4 Months 3 Weeks and 2 Days review

:. Director: Cristian Mungiu
:. Starring: Anamaria Marinca, Laura Vasiliu
:. Running Time: 1:53
:. Year: 2008
:. Country: Romania


  


4 months, 3 weeks and 2 days. That's the time she will have waited to decide on an abortion. She is Gabita, a young, naive and fragile student overwhelmed by the decision she makes, at a time when abortion is considered a crime by Ceaucescu's regime, who was concerned about not losing his labor force. It's 1987, a few years before the fall of Communism. The young woman lets her friend Otilia manage the situation for her. A hotel room reservation, necessary funds collected for the clandestine operation, a meeting with the mysterious Mr. Bebe. A meeting for which neither one is prepared.
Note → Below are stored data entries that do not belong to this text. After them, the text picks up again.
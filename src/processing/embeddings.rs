//! Dense text embeddings and the semantic similarity score built on them

use crate::error::{MatcherError, Result};
use log::{debug, info};
use model2vec_rs::model::StaticModel;
use std::collections::HashMap;
use std::path::Path;
use std::sync::{Arc, PoisonError, RwLock};
use std::time::Instant;

/// Maximum number of tokens any backend looks at per text.
pub const MAX_SEQUENCE_LENGTH: usize = 512;

/// Cached embeddings kept before the cache is emptied and refilled.
pub const DEFAULT_CACHE_CAPACITY: usize = 4096;

/// A model that turns text into a fixed-size dense vector.
///
/// Implementations are shared between threads behind an `Arc` and must be
/// deterministic for a given model and input.
pub trait EmbeddingBackend: Send + Sync {
    fn embed(&self, text: &str) -> Result<Vec<f32>>;

    fn name(&self) -> &str;
}

/// Model2Vec static embeddings, mean pooled over the token vectors.
pub struct StaticEmbedder {
    model: StaticModel,
    model_name: String,
}

impl StaticEmbedder {
    pub fn load(model_path: &Path) -> Result<Self> {
        let start_time = Instant::now();
        info!("Loading Model2Vec embedding model from: {}", model_path.display());

        let model = StaticModel::from_pretrained(model_path, None, None, None).map_err(|e| {
            MatcherError::ResourceInitialization(format!(
                "Failed to load Model2Vec model from {}: {}",
                model_path.display(),
                e
            ))
        })?;

        info!("Model loaded in {:.2?}", start_time.elapsed());

        Ok(Self {
            model,
            model_name: model_path
                .file_name()
                .map(|n| n.to_string_lossy().to_string())
                .unwrap_or_else(|| "model2vec".to_string()),
        })
    }
}

impl EmbeddingBackend for StaticEmbedder {
    fn embed(&self, text: &str) -> Result<Vec<f32>> {
        let mut embeddings = self.model.encode_with_args(
            &[text.to_string()],
            Some(MAX_SEQUENCE_LENGTH),
            1,
        );
        embeddings
            .pop()
            .ok_or_else(|| MatcherError::Embedding("Model2Vec returned no embedding".to_string()))
    }

    fn name(&self) -> &str {
        &self.model_name
    }
}

#[derive(Debug, Clone)]
pub struct CacheStats {
    pub enabled: bool,
    pub cache_size: usize,
    pub model_name: String,
}

/// A backend plus an optional text -> embedding cache.
///
/// The cache only ever stores what the backend returned for the exact same
/// text, so it never changes results. It holds at most `capacity` entries and
/// is emptied when an insert would exceed that.
pub struct EmbeddingEngine {
    backend: Arc<dyn EmbeddingBackend>,
    cache: Option<RwLock<HashMap<String, Vec<f32>>>>,
    capacity: usize,
}

impl EmbeddingEngine {
    pub fn new(backend: Arc<dyn EmbeddingBackend>, enable_caching: bool) -> Self {
        Self {
            backend,
            cache: enable_caching.then(|| RwLock::new(HashMap::new())),
            capacity: DEFAULT_CACHE_CAPACITY,
        }
    }

    pub fn with_cache_capacity(mut self, capacity: usize) -> Self {
        self.capacity = capacity.max(1);
        self
    }

    pub fn embed(&self, text: &str) -> Result<Vec<f32>> {
        let Some(cache) = &self.cache else {
            return self.backend.embed(text);
        };

        if let Some(hit) = cache.read().unwrap_or_else(PoisonError::into_inner).get(text) {
            return Ok(hit.clone());
        }

        let start_time = Instant::now();
        let embedding = self.backend.embed(text)?;
        debug!(
            "Embedded {} chars with {} in {:.2?}",
            text.len(),
            self.backend.name(),
            start_time.elapsed()
        );

        let mut entries = cache.write().unwrap_or_else(PoisonError::into_inner);
        if entries.len() >= self.capacity {
            debug!("Embedding cache reached {} entries, clearing it", entries.len());
            entries.clear();
        }
        entries.insert(text.to_string(), embedding.clone());
        Ok(embedding)
    }

    pub fn backend_name(&self) -> &str {
        self.backend.name()
    }

    pub fn cache_stats(&self) -> CacheStats {
        CacheStats {
            enabled: self.cache.is_some(),
            cache_size: self
                .cache
                .as_ref()
                .map(|c| c.read().unwrap_or_else(PoisonError::into_inner).len())
                .unwrap_or(0),
            model_name: self.backend.name().to_string(),
        }
    }

    pub fn clear_cache(&self) {
        if let Some(cache) = &self.cache {
            cache.write().unwrap_or_else(PoisonError::into_inner).clear();
        }
    }
}

/// Cosine similarity of two vectors; zero-norm input gives 0.0
pub fn cosine_similarity(a: &[f32], b: &[f32]) -> Result<f32> {
    if a.len() != b.len() {
        return Err(MatcherError::Computation(format!(
            "Embedding dimensions don't match: {} vs {}",
            a.len(),
            b.len()
        )));
    }

    let dot_product: f32 = a.iter().zip(b.iter()).map(|(x, y)| x * y).sum();
    let norm_a: f32 = a.iter().map(|x| x * x).sum::<f32>().sqrt();
    let norm_b: f32 = b.iter().map(|x| x * x).sum::<f32>().sqrt();

    if norm_a == 0.0 || norm_b == 0.0 {
        return Ok(0.0);
    }
    Ok(dot_product / (norm_a * norm_b))
}

/// Research-alignment score: cosine similarity of two texts' embeddings, clipped to [0, 1].
pub struct SemanticScorer {
    engine: EmbeddingEngine,
}

impl SemanticScorer {
    pub fn new(engine: EmbeddingEngine) -> Self {
        Self { engine }
    }

    pub fn engine(&self) -> &EmbeddingEngine {
        &self.engine
    }

    /// Embedding of `text`, or `None` when it is blank
    pub fn embed_text(&self, text: &str) -> Result<Option<Vec<f32>>> {
        if text.trim().is_empty() {
            return Ok(None);
        }
        self.engine.embed(text).map(Some)
    }

    pub fn score(&self, a: &str, b: &str) -> Result<f32> {
        let a = self.embed_text(a)?;
        self.score_against(a.as_deref(), b)
    }

    /// Score `text` against an embedding computed earlier with [`Self::embed_text`]
    pub fn score_against(&self, embedding: Option<&[f32]>, text: &str) -> Result<f32> {
        let Some(embedding) = embedding else {
            return Ok(0.0);
        };
        let Some(other) = self.embed_text(text)? else {
            return Ok(0.0);
        };

        let similarity = cosine_similarity(embedding, &other)?;
        if !similarity.is_finite() {
            return Err(MatcherError::Computation(format!(
                "Non-finite cosine similarity: {}",
                similarity
            )));
        }
        Ok(similarity.clamp(0.0, 1.0))
    }
}

#[cfg(test)]
mod tests {
    use super::*;
    use std::sync::atomic::{AtomicUsize, Ordering};

    /// Counts calls and maps each text to a vector of its letter frequencies
    struct LetterBackend {
        calls: AtomicUsize,
    }

    impl EmbeddingBackend for LetterBackend {
        fn embed(&self, text: &str) -> Result<Vec<f32>> {
            self.calls.fetch_add(1, Ordering::SeqCst);
            let mut v = vec![0.0; 26];
            for c in text.to_lowercase().chars().filter(|c| c.is_ascii_lowercase()) {
                v[(c as u8 - b'a') as usize] += 1.0;
            }
            Ok(v)
        }

        fn name(&self) -> &str {
            "letters"
        }
    }

    fn letter_backend() -> Arc<LetterBackend> {
        Arc::new(LetterBackend {
            calls: AtomicUsize::new(0),
        })
    }

    #[test]
    fn test_cosine_similarity() {
        assert!((cosine_similarity(&[1.0, 0.0], &[1.0, 0.0]).unwrap() - 1.0).abs() < 1e-6);
        assert!(cosine_similarity(&[1.0, 0.0], &[0.0, 1.0]).unwrap().abs() < 1e-6);
        assert_eq!(cosine_similarity(&[0.0, 0.0], &[1.0, 1.0]).unwrap(), 0.0);
        assert!(cosine_similarity(&[1.0], &[1.0, 2.0]).is_err());
    }

    #[test]
    fn test_cache_avoids_repeat_backend_calls() {
        let backend = letter_backend();
        let engine = EmbeddingEngine::new(backend.clone(), true);

        let first = engine.embed("neural networks").unwrap();
        let second = engine.embed("neural networks").unwrap();

        assert_eq!(first, second);
        assert_eq!(backend.calls.load(Ordering::SeqCst), 1);
        assert_eq!(engine.cache_stats().cache_size, 1);

        engine.clear_cache();
        assert_eq!(engine.cache_stats().cache_size, 0);
    }

    #[test]
    fn test_cache_never_exceeds_capacity() {
        let backend = letter_backend();
        let engine = EmbeddingEngine::new(backend.clone(), true).with_cache_capacity(2);

        for text in ["alpha", "beta", "gamma", "delta", "epsilon"] {
            engine.embed(text).unwrap();
            assert!(engine.cache_stats().cache_size <= 2);
        }

        engine.embed("epsilon").unwrap();
        assert_eq!(backend.calls.load(Ordering::SeqCst), 5);
    }

    #[test]
    fn test_cache_disabled_calls_backend_each_time() {
        let backend = letter_backend();
        let engine = EmbeddingEngine::new(backend.clone(), false);

        engine.embed("vision").unwrap();
        engine.embed("vision").unwrap();

        assert_eq!(backend.calls.load(Ordering::SeqCst), 2);
        assert!(!engine.cache_stats().enabled);
    }

    #[test]
    fn test_blank_text_scores_zero() {
        let scorer = SemanticScorer::new(EmbeddingEngine::new(letter_backend(), true));

        assert_eq!(scorer.score("", "robotics").unwrap(), 0.0);
        assert_eq!(scorer.score("robotics", "   ").unwrap(), 0.0);
    }

    #[test]
    fn test_identical_text_scores_one() {
        let scorer = SemanticScorer::new(EmbeddingEngine::new(letter_backend(), true));
        let score = scorer.score("protein folding", "protein folding").unwrap();

        assert!((score - 1.0).abs() < 1e-6);
    }
}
Similar to The Death of Mr. Lazarescu, by Cristi Puiu, 4 Months, 3 Weeks and 2 Days is directed in a virtuosic, naturalist style with a handheld camera, which sometimes pans at 360 degree or moves several dozens of meters, without additional music, exploiting the natural light (certain parts of the shots sink into semi-darkness leaving the soundtrack-noises of Otilia's steps and the panting of unrestrained running to occupy the entire space), and especially, favoring the sequence shots. All of which lends to a stretching of time where the drama gets all its weight. Rather skillful, Cristian Mungiu avoids a number of usual traps, managing to instill a sordid and heavy environment without yielding to demonstration, the recourse to poetic tones certainly helping. Notably off camera is the scene where the two young friends agree to exchange their bodies in exchange for the operation, or during the course of the dialogue they begin once Mr. Bebe has left.

Carried from beginning to end by his actors, with Anamaria Marinca at the helm, the film mainly lingers on human feelings, Mungiu's camera taking the time to let them appear, to spout out with the turn of a phrase or with a glance. Essentially about the relationship between the two young women, one all frankness and innocence, the other all force, assuming for two the weight of the responsibility. A force which is exhausted in heavy silences, particularly faced with the shock of generations and social classes in a poignant scene of a family meal.

The only flat note is the emphasized shot of the fetus lying in the bathtub. Whereas he has shown an unquestionable intelligence in suggesting rather than showing, here the director takes the feelings of the audience hostage while lingering on a corpse. What a pity.